Temporal lobe epilepsy is the most common type of focal drug-resistant epilepsy. Seizures with predominant involvement of basal temporal regions (BTR) are not well characterized. In this stereo electroencephalography (SEEG) study, we aimed at describing the ictal networks involving BTR and the associated clinical features. We studied 24 patients explored with SEEG in our center with BTR sampling. We analyzed their seizures using a quantitative method: the “epileptogenicity index”. Then we reported the features of the patients with maximal epileptogenicity within BTR, especially ictal network involved, ictal semiology and post-surgical outcome. We found that rhinal cortex, parahippocampal cortex and posterior fusiform gyrus were the most epileptogenic structures within the BTR (mean EI: 0.57, 0.55, 0.54 respectively). Three main groups of epileptogenic zone organization were found: anterior (23% of total seizures) posterior (30%) and global (47%, both anterior and posterior).

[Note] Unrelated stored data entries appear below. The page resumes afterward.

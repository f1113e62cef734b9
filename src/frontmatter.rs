//! Front-matter templates, one per supported static site generator.
//!
//! Every template lives here so adding a generator means one new
//! [`Generator`] variant, one template constant, and one match arm.

use crate::error::WxrError;
use chrono::NaiveDateTime;
use serde::{Deserialize, Serialize};
use std::fmt;
use std::str::FromStr;

/// Timestamp layout used in `wp:post_date` and in the front-matter `date`.
pub const POST_DATE_FORMAT: &str = "%Y-%m-%d %H:%M:%S";

/// YAML front-matter for Hugo. Placeholders: `{title}`, `{date}`, `{draft}`.
pub const HUGO_TEMPLATE: &str = "---
title: \"{title}\"
date: {date}
draft: {draft}
---

";

/// A target static site generator.
#[derive(Debug, Clone, Copy, PartialEq, Eq, Default, Serialize, Deserialize)]
#[serde(rename_all = "lowercase")]
pub enum Generator {
    #[default]
    Hugo,
}

impl Generator {
    pub const ALL: &'static [Generator] = &[Generator::Hugo];

    pub fn name(self) -> &'static str {
        match self {
            Generator::Hugo => "hugo",
        }
    }

    fn template(self) -> &'static str {
        match self {
            Generator::Hugo => HUGO_TEMPLATE,
        }
    }

    /// Fill the template for one document. The title goes in last so a
    /// title containing `{date}` is left alone.
    pub fn front_matter(self, fm: &FrontMatter) -> String {
        self.template()
            .replace("{date}", &fm.date.format(POST_DATE_FORMAT).to_string())
            .replace("{draft}", if fm.draft { "true" } else { "false" })
            .replace("{title}", &escape_quoted(&fm.title))
    }
}

impl fmt::Display for Generator {
    fn fmt(&self, f: &mut fmt::Formatter<'_>) -> fmt::Result {
        f.write_str(self.name())
    }
}

impl FromStr for Generator {
    type Err = WxrError;

    fn from_str(s: &str) -> Result<Self, Self::Err> {
        let wanted = s.trim();
        Generator::ALL
            .iter()
            .copied()
            .find(|g| g.name().eq_ignore_ascii_case(wanted))
            .ok_or_else(|| WxrError::UnknownGenerator {
                name: wanted.to_string(),
                available: Generator::ALL
                    .iter()
                    .map(|g| g.name())
                    .collect::<Vec<_>>()
                    .join(", "),
            })
    }
}

/// The per-document values a template needs.
#[derive(Debug, Clone, PartialEq, Eq)]
pub struct FrontMatter {
    pub title: String,
    pub date: NaiveDateTime,
    pub draft: bool,
}

/// Escape for a double-quoted YAML scalar.
fn escape_quoted(s: &str) -> String {
    s.replace('\\', "\\\\").replace('"', "\\\"")
}
//! One document's end-to-end conversion: classify, name, convert, write.
//!
//! ```text
//! Pending ─▶ Admitted ─┬─▶ Skipped
//!                      └─▶ Converting ─┬─▶ Written
//!                                      └─▶ Failed
//! ```
//!
//! [`convert_item`] never returns an error: every exit is a [`JobOutcome`],
//! so the scheduler's permit is released the same way on all of them.

use crate::config::OutputLayout;
use crate::document::Document;
use crate::error::JobError;
use crate::frontmatter::{FrontMatter, Generator, POST_DATE_FORMAT};
use crate::item::{ContentKind, Item};
use crate::output::{JobOutcome, SkipReason};
use crate::pipeline::{build, markup, render};
use chrono::NaiveDateTime;
use std::path::{Path, PathBuf};
use std::sync::atomic::{AtomicU64, Ordering};
use tracing::{debug, info, warn};

static TMP_SEQ: AtomicU64 = AtomicU64::new(0);

/// Parse, build and render an HTML body.
///
/// Synchronous on purpose: the html5ever DOM is `!Send` and must be gone
/// before the calling task next yields.
pub fn convert_body(html: &str) -> String {
    render::render_document(&body_document(html))
}

/// The document model of an HTML body.
pub fn body_document(html: &str) -> Document {
    let root = markup::parse_html(html);
    build::build(Some(&root))
}

/// Parse a `wp:post_date` value.
pub fn parse_post_date(value: &str) -> Result<NaiveDateTime, JobError> {
    NaiveDateTime::parse_from_str(value.trim(), POST_DATE_FORMAT).map_err(|e| {
        JobError::InvalidDate {
            value: value.to_string(),
            detail: e.to_string(),
        }
    })
}

/// File name for an item: `YYYY-MM-DD-<slug>.md` for posts, `<slug>.md`
/// for pages.
pub fn file_name(kind: ContentKind, date: &NaiveDateTime, slug: &str) -> String {
    match kind {
        ContentKind::Post => format!("{}-{}.md", date.format("%Y-%m-%d"), slug),
        ContentKind::Page => format!("{slug}.md"),
    }
}

/// Destination directory for an item kind.
pub fn target_dir(layout: &OutputLayout, kind: ContentKind) -> PathBuf {
    match kind {
        ContentKind::Post => layout.posts_dir(),
        ContentKind::Page => layout.pages_dir(),
    }
}

/// Convert one record and write its file.
pub async fn convert_item(item: Item, layout: &OutputLayout, generator: Generator) -> JobOutcome {
    let Some(kind) = item.kind() else {
        debug!("{:?} is a {:?}, ignoring", item.title, item.post_type);
        return JobOutcome::Skipped {
            title: item.title,
            reason: SkipReason::NotPostOrPage,
        };
    };

    if item.is_trashed() {
        info!("{:?} marked as trash, ignoring", item.title);
        return JobOutcome::Skipped {
            title: item.title,
            reason: SkipReason::Trashed,
        };
    }

    match write_item(&item, kind, layout, generator).await {
        Ok((path, markdown_len)) => {
            info!("{:?} => {:?}", item.title, path);
            JobOutcome::Written {
                title: item.title,
                path,
                markdown_len,
            }
        }
        Err(error) => {
            warn!("{:?}: {}", item.title, error);
            JobOutcome::Failed {
                title: item.title,
                error,
            }
        }
    }
}

async fn write_item(
    item: &Item,
    kind: ContentKind,
    layout: &OutputLayout,
    generator: Generator,
) -> Result<(PathBuf, usize), JobError> {
    let dir = target_dir(layout, kind);
    tokio::fs::create_dir_all(&dir)
        .await
        .map_err(|e| JobError::CreateDirFailed {
            path: dir.clone(),
            detail: e.to_string(),
        })?;

    let date = parse_post_date(&item.post_date)?;
    let slug = item.slug().ok_or(JobError::EmptySlug)?;
    let path = dir.join(file_name(kind, &date, &slug));

    let front_matter = generator.front_matter(&FrontMatter {
        title: item.title.clone(),
        date,
        draft: !item.is_published(),
    });
    let markdown = convert_body(&item.content);

    let mut contents = String::with_capacity(front_matter.len() + markdown.len());
    contents.push_str(&front_matter);
    contents.push_str(&markdown);

    write_atomic(&path, contents.as_bytes()).await?;
    Ok((path, markdown.len()))
}

/// Write to a uniquely named `<path>.<n>.tmp`, then rename over `path`, so an
/// interrupted run never leaves a truncated Markdown file behind and two jobs
/// landing on the same name never share a temp file.
async fn write_atomic(path: &Path, bytes: &[u8]) -> Result<(), JobError> {
    let write_failed = |e: std::io::Error| JobError::WriteFailed {
        path: path.to_path_buf(),
        detail: e.to_string(),
    };

    let seq = TMP_SEQ.fetch_add(1, Ordering::Relaxed);
    let tmp_path = path.with_extension(format!("md.{seq}.tmp"));
    tokio::fs::write(&tmp_path, bytes).await.map_err(write_failed)?;
    if let Err(e) = tokio::fs::rename(&tmp_path, path).await {
        let _ = tokio::fs::remove_file(&tmp_path).await;
        return Err(write_failed(e));
    }
    Ok(())
}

Contralateral spread was found in 35% of left seizures and 20% of right seizures. Naming deficit was more prevalent in left BTR (71% vs 29% in right seizures; p = 0.01) whereas automatic speech production was preferentially represented in right seizures (11% vs 54%; p = 0.001). Surgery was proposed for 11 patients (45.8%), leading to seizure freedom in 72% (Engel Class I). One patient presented post-operative permanent functional deficit. Basal-temporal lobe epilepsy seems to be a specific entity among the temporal epilepsy spectrum with specific clinical characteristics. Resective surgery can be proposed with good outcomes in a significant proportion of patients and is safe provided that adequate language assessment has been preoperatively made.